WHAT TO WORK ON:
In the records below, find the line with "cancels an earlier" and the line with "use super::*;"; return exactly those lines and every line between them.
[[ SUPPLIED MATERIAL open ]]
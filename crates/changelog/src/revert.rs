//! Revert cancellation.
//!
//! A revert and the commit it reverts cancel each other out and are both
//! dropped from the changelog. Chains cancel pairwise starting from the
//! newest commit: in `A <- revert(A) <- revert(revert(A))` the two reverts
//! cancel and `A` survives.

use crate::commit::Commit;
use crate::static_regex;
use regex::Regex;
use std::collections::HashMap;
use std::sync::LazyLock;
use tracing::debug;

static REVERT_TITLE: LazyLock<Regex> =
    LazyLock::new(|| static_regex(r#"^Revert "(.*)"(?:\s*\(#\d+\))?$"#));

static REVERT_BODY: LazyLock<Regex> =
    LazyLock::new(|| static_regex(r"(?i)this reverts commit ([0-9a-f]{7,40})"));

static PR_SUFFIX: LazyLock<Regex> = LazyLock::new(|| static_regex(r"\s*\(#\d+\)$"));

/// What a revert commit points at.
#[derive(Debug, Clone, Default, PartialEq, Eq)]
pub struct RevertTarget {
    /// Hash named in the body (`This reverts commit <sha>`).
    pub hash: Option<String>,
    /// Normalized title quoted in `Revert "<title>"`.
    pub title: Option<String>,
}

/// Strip a trailing `(#123)` and surrounding whitespace.
#[must_use]
pub fn normalize_title(title: &str) -> String {
    PR_SUFFIX.replace(title.trim(), "").trim().to_string()
}

/// Describe the target of a revert, or `None` if the commit is not a revert.
#[must_use]
pub fn revert_target(commit: &Commit) -> Option<RevertTarget> {
    let title = [Some(commit.raw.title.as_str()), commit.pr_title()]
        .into_iter()
        .flatten()
        .find_map(|t| {
            REVERT_TITLE
                .captures(t.trim())
                .and_then(|caps| caps.get(1))
                .map(|m| normalize_title(m.as_str()))
        });

    let hash = [Some(commit.raw.body.as_str()), commit.pr_body()]
        .into_iter()
        .flatten()
        .find_map(|b| {
            REVERT_BODY
                .captures(b)
                .and_then(|caps| caps.get(1))
                .map(|m| m.as_str().to_lowercase())
        });

    if title.is_none() && hash.is_none() {
        return None;
    }
    Some(RevertTarget { hash, title })
}

/// Index of the commit named by `target`.
///
/// Revert messages may name an abbreviated hash, which resolves to the only
/// commit whose hash starts with it. An ambiguous prefix resolves to nothing.
fn resolve_hash(by_hash: &HashMap<String, usize>, target: &str) -> Option<usize> {
    if let Some(&exact) = by_hash.get(target) {
        return Some(exact);
    }
    let mut matching = by_hash
        .iter()
        .filter(|(hash, _)| hash.starts_with(target))
        .map(|(_, &i)| i);
    let first = matching.next()?;
    matching.next().is_none().then_some(first)
}

/// Drop commits that are cancelled out by a later revert.
///
/// `commits` must be ordered newest first. A revert whose target is not in
/// the list (for example because it shipped in an earlier release) is kept
/// as a regular change.
#[must_use]
pub fn cancel_reverts(commits: Vec<Commit>) -> Vec<Commit> {
    let by_hash: HashMap<String, usize> = commits
        .iter()
        .enumerate()
        .map(|(i, c)| (c.hash().to_lowercase(), i))
        .collect();

    let mut by_title: HashMap<String, Vec<usize>> = HashMap::new();
    for (i, commit) in commits.iter().enumerate() {
        let own = normalize_title(&commit.raw.title);
        let pr = commit.pr_title().map(normalize_title);
        by_title.entry(own.clone()).or_default().push(i);
        if let Some(pr) = pr.filter(|t| *t != own) {
            by_title.entry(pr).or_default().push(i);
        }
    }

    let mut removed = vec![false; commits.len()];
    for (i, commit) in commits.iter().enumerate() {
        if removed[i] {
            continue;
        }
        let Some(target) = revert_target(commit) else {
            continue;
        };

        let by_sha = target
            .hash
            .as_ref()
            .and_then(|h| resolve_hash(&by_hash, h))
            .filter(|&j| j != i && !removed[j]);
        let found = by_sha.or_else(|| {
            let candidates = by_title.get(target.title.as_ref()?)?;
            candidates.iter().copied().find(|&j| j > i && !removed[j])
        });

        if let Some(j) = found {
            debug!(
                revert = %commit.hash(),
                reverted = %commits[j].hash(),
                "Revert cancels an earlier commit"
            );
            removed[i] = true;
            removed[j] = true;
        }
    }

    commits
        .into_iter()
        .zip(removed)
        .filter_map(|(commit, removed)| (!removed).then_some(commit))
        .collect()
}

#[cfg(test)]
mod tests {
    use super::*;
    use crate::commit::{PrMetadata, RawCommit};

    fn commit(hash: &str, title: &str, body: &str) -> Commit {
        Commit::new(RawCommit::new(hash, title, body), None)
    }

    fn hashes(commits: &[Commit]) -> Vec<&str> {
        commits.iter().map(Commit::hash).collect()
    }

    #[test]
    fn test_normalize_title() {
        assert_eq!(normalize_title("  feat: x (#12) "), "feat: x");
        assert_eq!(normalize_title("feat: x"), "feat: x");
    }

    #[test]
    fn test_revert_target_from_title_and_body() {
        let by_title = commit("b", r#"Revert "feat: x (#1)" (#2)"#, "");
        assert_eq!(
            revert_target(&by_title),
            Some(RevertTarget {
                hash: None,
                title: Some("feat: x".to_string()),
            })
        );

        let by_body = commit(
            "b",
            "undo the thing",
            "THIS REVERTS COMMIT ABCDEF1234567.\n\nIt broke the build.",
        );
        assert_eq!(
            revert_target(&by_body).and_then(|t| t.hash),
            Some("abcdef1234567".to_string())
        );

        assert!(revert_target(&commit("c", "feat: x", "")).is_none());
    }

    #[test]
    fn test_revert_pair_cancels_by_hash() {
        let commits = vec![
            commit("bbbbbbb", r#"Revert "feat: X""#, "This reverts commit aaaaaaa."),
            commit("aaaaaaa", "feat: X", ""),
        ];
        assert!(cancel_reverts(commits).is_empty());
    }

    #[test]
    fn test_revert_pair_cancels_by_title() {
        let commits = vec![
            commit("c2", "fix: unrelated", ""),
            commit("b2", r#"Revert "feat: X (#1)" (#2)"#, ""),
            commit("a2", "feat: X (#1)", ""),
        ];
        assert_eq!(hashes(&cancel_reverts(commits)), vec!["c2"]);
    }

    #[test]
    fn test_revert_matches_pull_request_title() {
        let commits = vec![
            commit("b3", r#"Revert "Add the endpoint""#, ""),
            Commit::new(
                RawCommit::new("a3", "feat: add endpoint (#5)", ""),
                Some(PrMetadata::pull_request(5).with_title("Add the endpoint")),
            ),
        ];
        assert!(cancel_reverts(commits).is_empty());
    }

    #[test]
    fn test_odd_chain_keeps_original() {
        // oldest -> newest: A, B = revert(A), C = revert(B)
        let commits = vec![
            commit("ccc0000", r#"Revert "Revert "feat: X"""#, "This reverts commit bbb0000."),
            commit("bbb0000", r#"Revert "feat: X""#, "This reverts commit aaa0000."),
            commit("aaa0000", "feat: X", ""),
        ];
        assert_eq!(hashes(&cancel_reverts(commits)), vec!["aaa0000"]);
    }

    #[test]
    fn test_even_chain_cancels_completely_by_title() {
        let commits = vec![
            commit("d", r#"Revert "Revert "Revert "feat: X""" (#4)"#, ""),
            commit("c", r#"Revert "Revert "feat: X"" (#3)"#, ""),
            commit("b", r#"Revert "feat: X" (#2)"#, ""),
            commit("a", "feat: X (#1)", ""),
        ];
        assert!(cancel_reverts(commits).is_empty());
    }

    #[test]
    fn test_identical_titles_disambiguated_by_hash() {
        let commits = vec![
            commit("rrrrrrr", r#"Revert "feat: X""#, "This reverts commit 1111111."),
            commit("2222222", "feat: X", ""),
            commit("1111111", "feat: X", ""),
        ];
        assert_eq!(hashes(&cancel_reverts(commits)), vec!["2222222"]);
    }

    #[test]
    fn test_abbreviated_hash_disambiguates_identical_titles() {
        let first = format!("1111111{}", "a".repeat(33));
        let second = format!("2222222{}", "b".repeat(33));
        let commits = vec![
            commit("rrrrrrr", r#"Revert "feat: X""#, "This reverts commit 1111111."),
            commit(&second, "feat: X", ""),
            commit(&first, "feat: X", ""),
        ];
        assert_eq!(hashes(&cancel_reverts(commits)), vec![second.as_str()]);
    }

    #[test]
    fn test_ambiguous_abbreviation_falls_back_to_title() {
        let commits = vec![
            commit("rrrrrrr", r#"Revert "feat: X""#, "This reverts commit abcdef0."),
            commit("abcdef01", "feat: Y", ""),
            commit("abcdef02", "feat: X", ""),
        ];
        assert_eq!(hashes(&cancel_reverts(commits)), vec!["abcdef01"]);
    }

    #[test]
    fn test_revert_of_commit_outside_window_is_kept() {
        // The reverted commit exists in history but shipped in an earlier release
        let commits = vec![
            commit("bbbbbbb", r#"Revert "feat: old thing""#, "This reverts commit 0123456."),
            commit("ccccccc", "fix: something else", ""),
        ];
        assert_eq!(hashes(&cancel_reverts(commits)), vec!["bbbbbbb", "ccccccc"]);
    }

    #[test]
    fn test_unknown_hash_falls_back_to_title() {
        let commits = vec![
            commit("bbbbbbb", r#"Revert "feat: X""#, "This reverts commit 9999999."),
            commit("aaaaaaa", "feat: X", ""),
        ];
        assert!(cancel_reverts(commits).is_empty());
    }

    #[test]
    fn test_revert_never_cancels_newer_commit_by_title() {
        let commits = vec![
            commit("b", "feat: X", ""),
            commit("a", r#"Revert "feat: X""#, ""),
        ];
        assert_eq!(hashes(&cancel_reverts(commits)), vec!["b", "a"]);
    }
}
[[ SUPPLIED MATERIAL closed ]]
ANSWER BELOW:
                "Revert cancels an earlier commit"
            );
            removed[i] = true;
            removed[j] = true;
        }
    }

    commits
        .into_iter()
        .zip(removed)
        .filter_map(|(commit, removed)| (!removed).then_some(commit))
        .collect()
}

#[cfg(test)]
mod tests {
    use super::*;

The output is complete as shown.